A myth or, as it is more commonly called today, an urban legend is something many people believe in, usually because they trust whoever told it to them. The urban legends, however, often are not true. Does it happen to insurance? The truth is yes. Insurance has several urban legends that allegedly speak of things it does or does not do, but which are not true. Here we are going to explain some of them.
Surely you have ever heard it said, for example, that health insurers do not have larger policyholders, that they expel them as soon as they start to cause problems. Well, it is false. One out of every three health insured persons is over fifty years old. In fact, insurers spend four million euros every day treating clients with serious or very serious morbidity, many of them elderly.

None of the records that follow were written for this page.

use burn_rolling_sink::cache::{CacheEntry, SinkCache};
use burn_rolling_sink::RollingSinkError;

fn fill(cache: &mut SinkCache<usize>, blocks: usize) {
    for i in 0..blocks {
        cache.insert(CacheEntry::new(i, i * 10)).unwrap();
    }
}

#[test]
fn sink_survives_fifty_blocks_and_size_stays_bounded() {
    let mut cache = SinkCache::new(2, 5).unwrap();
    for i in 0..50 {
        cache.insert(CacheEntry::new(i, i)).unwrap();
        assert!(cache.len() <= 7, "cache grew to {} at block {i}", cache.len());
    }
    assert_eq!(cache.len(), 7);
    assert_eq!(cache.snapshot().block_indices(), vec![0, 1, 45, 46, 47, 48, 49]);
    assert_eq!(cache.stats().evictions, 43);
    assert_eq!(cache.stats().peak_len, 7);
}

#[test]
fn snapshot_is_sink_then_window_in_ascending_order() {
    let mut cache = SinkCache::new(1, 3).unwrap();
    fill(&mut cache, 6);
    let snapshot = cache.snapshot();
    assert_eq!(snapshot.block_indices(), vec![0, 3, 4, 5]);
    let states: Vec<usize> = snapshot.iter().map(|e| *e.state()).collect();
    assert_eq!(states, vec![0, 30, 40, 50]);
    assert!(cache.sink_frozen());
}

#[test]
fn rolled_positions_stay_within_capacity() {
    let mut cache = SinkCache::new(1, 6).unwrap();
    fill(&mut cache, 40);
    let snapshot = cache.snapshot();
    assert_eq!(snapshot.rolled_positions(), (0..7).collect::<Vec<_>>());
    assert_eq!(snapshot.next_position(), 7);
}

#[test]
fn below_capacity_nothing_is_evicted() {
    let mut cache = SinkCache::new(2, 5).unwrap();
    fill(&mut cache, 4);
    assert_eq!(cache.snapshot().block_indices(), vec![0, 1, 2, 3]);
    assert_eq!(cache.stats().evictions, 0);
}

#[test]
fn sink_zero_is_a_plain_sliding_window() {
    let mut cache = SinkCache::new(0, 3).unwrap();
    fill(&mut cache, 10);
    assert_eq!(cache.snapshot().block_indices(), vec![7, 8, 9]);
}

#[test]
fn out_of_order_insert_is_rejected() {
    let mut cache = SinkCache::new(1, 2).unwrap();
    cache.insert(CacheEntry::new(3, 0)).unwrap();
    let err = cache.insert(CacheEntry::new(2, 0)).unwrap_err();
    assert!(matches!(err, RollingSinkError::CacheOrder { index: 2, last: 3 }));
}

#[test]
fn reset_empties_both_regions_and_unfreezes_sink() {
    let mut cache = SinkCache::new(2, 2).unwrap();
    fill(&mut cache, 9);
    cache.reset();
    assert!(cache.is_empty());
    assert!(cache.snapshot().is_empty());
    assert_eq!(cache.stats().insertions, 0);

    // A new request may start again from block 0 and refills the sink.
    fill(&mut cache, 3);
    assert_eq!(cache.snapshot().block_indices(), vec![0, 1, 2]);
}

#[test]
fn zero_capacity_is_a_configuration_error() {
    assert!(matches!(
        SinkCache::<()>::new(0, 0),
        Err(RollingSinkError::Configuration(_))
    ));
}
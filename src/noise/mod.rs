use burn_core as burn;

use burn::tensor::{backend::Backend, Tensor, TensorData};
use rand::rngs::StdRng;
use rand::{Rng, SeedableRng};
use rand_distr::{Distribution, StandardNormal};

/// Stream offset separating the per-step re-noising draws from the block noise sample.
const STEP_NOISE_STREAM: u64 = 0x9E37_79B9_7F4A_7C15;

/// Source of the initial latent noise of a request.
pub trait NoiseProvider<B: Backend> {
    /// Draws one tensor of `shape`. Same seed and shape give bit-identical values.
    fn sample(&self, shape: [usize; 5], seed: u64, device: &B::Device) -> Tensor<B, 5>;
}

/// Standard normal noise from a seeded `StdRng`, sampled on the host.
#[derive(Debug, Clone, Copy, Default)]
pub struct SeededNormalNoise;

impl<B: Backend> NoiseProvider<B> for SeededNormalNoise {
    fn sample(&self, shape: [usize; 5], seed: u64, device: &B::Device) -> Tensor<B, 5> {
        let mut rng = StdRng::seed_from_u64(seed);
        normal_tensor(&mut rng, shape, device)
    }
}

/// One noise sample reused for every block of a request.
///
/// The network consumes a fixed noise shape per block; the sample is repeated across
/// blocks instead of drawing fresh noise per block.
#[derive(Debug, Clone)]
pub struct NoiseTile<B: Backend> {
    sample: Tensor<B, 5>,
}

impl<B: Backend> NoiseTile<B> {
    pub fn new(sample: Tensor<B, 5>) -> Self {
        Self { sample }
    }

    /// Initial noise of block `index`.
    pub fn for_block(&self, _index: usize) -> Tensor<B, 5> {
        self.sample.clone()
    }

    pub fn shape(&self) -> [usize; 5] {
        self.sample.dims()
    }
}

/// Request-scoped noise stream for re-noising between denoising steps.
pub struct StepNoise {
    rng: StdRng,
}

impl StepNoise {
    pub fn new(seed: u64) -> Self {
        Self {
            rng: StdRng::seed_from_u64(seed ^ STEP_NOISE_STREAM),
        }
    }

    pub fn next<B: Backend>(&mut self, shape: [usize; 5], device: &B::Device) -> Tensor<B, 5> {
        normal_tensor(&mut self.rng, shape, device)
    }
}

fn normal_tensor<B: Backend, R: Rng>(rng: &mut R, shape: [usize; 5], device: &B::Device) -> Tensor<B, 5> {
    let numel = shape.iter().product();
    let values = normal_values(rng, numel);
    Tensor::from_data(TensorData::new(values, shape.to_vec()), device)
}

/// `n` standard normal values drawn from `rng`.
pub fn normal_values<R: Rng>(rng: &mut R, n: usize) -> Vec<f32> {
    StandardNormal.sample_iter(rng).take(n).collect()
}

#[cfg(test)]
mod tests {
    use super::*;

    #[test]
    fn normal_values_have_unit_moments() {
        let mut rng = StdRng::seed_from_u64(7);
        let values = normal_values(&mut rng, 20_000);
        let mean = values.iter().map(|&v| v as f64).sum::<f64>() / values.len() as f64;
        let var = values
            .iter()
            .map(|&v| (v as f64 - mean).powi(2))
            .sum::<f64>()
            / values.len() as f64;
        assert!(mean.abs() < 0.05, "mean {mean}");
        assert!((var - 1.0).abs() < 0.05, "var {var}");
    }

    #[test]
    fn odd_lengths_are_exact() {
        let mut rng = StdRng::seed_from_u64(1);
        assert_eq!(normal_values(&mut rng, 5).len(), 5);
        assert!(normal_values(&mut rng, 0).is_empty());
    }
}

Another common myth is saying that health insurance only treats minor ailments. In other words, to be insured you have to be healthy as a pear, and if not, then you have to go. The facts, however, disprove these claims. Look: health insurance pays benefits worth more than 1,000 million euros in treatment and medical services for its insured who have such serious ailments that the global annual expense caused by each of them exceeds 6,000 euros. The flow of service towards those of the clients (many of them of advanced ages) who need constant and sophisticated attention is therefore constant.
Spanish health insurance, in fact, is self-regulated so as not to oppose the renewal of the contract of any client who has been in the contract for five years or more.
The reverse myth to the one we just told you is that which tells us that funeral insurance only has older clients. It is also false. Half of the clients of Spanish funeral insurance are under 50 years of age.
European insurance has more than one hundred million clients, two-odd times the entire Spanish population. It is present in 96 of every 100 homes and attends millions and millions of mishaps. This is the reality. Myths are just that: myths.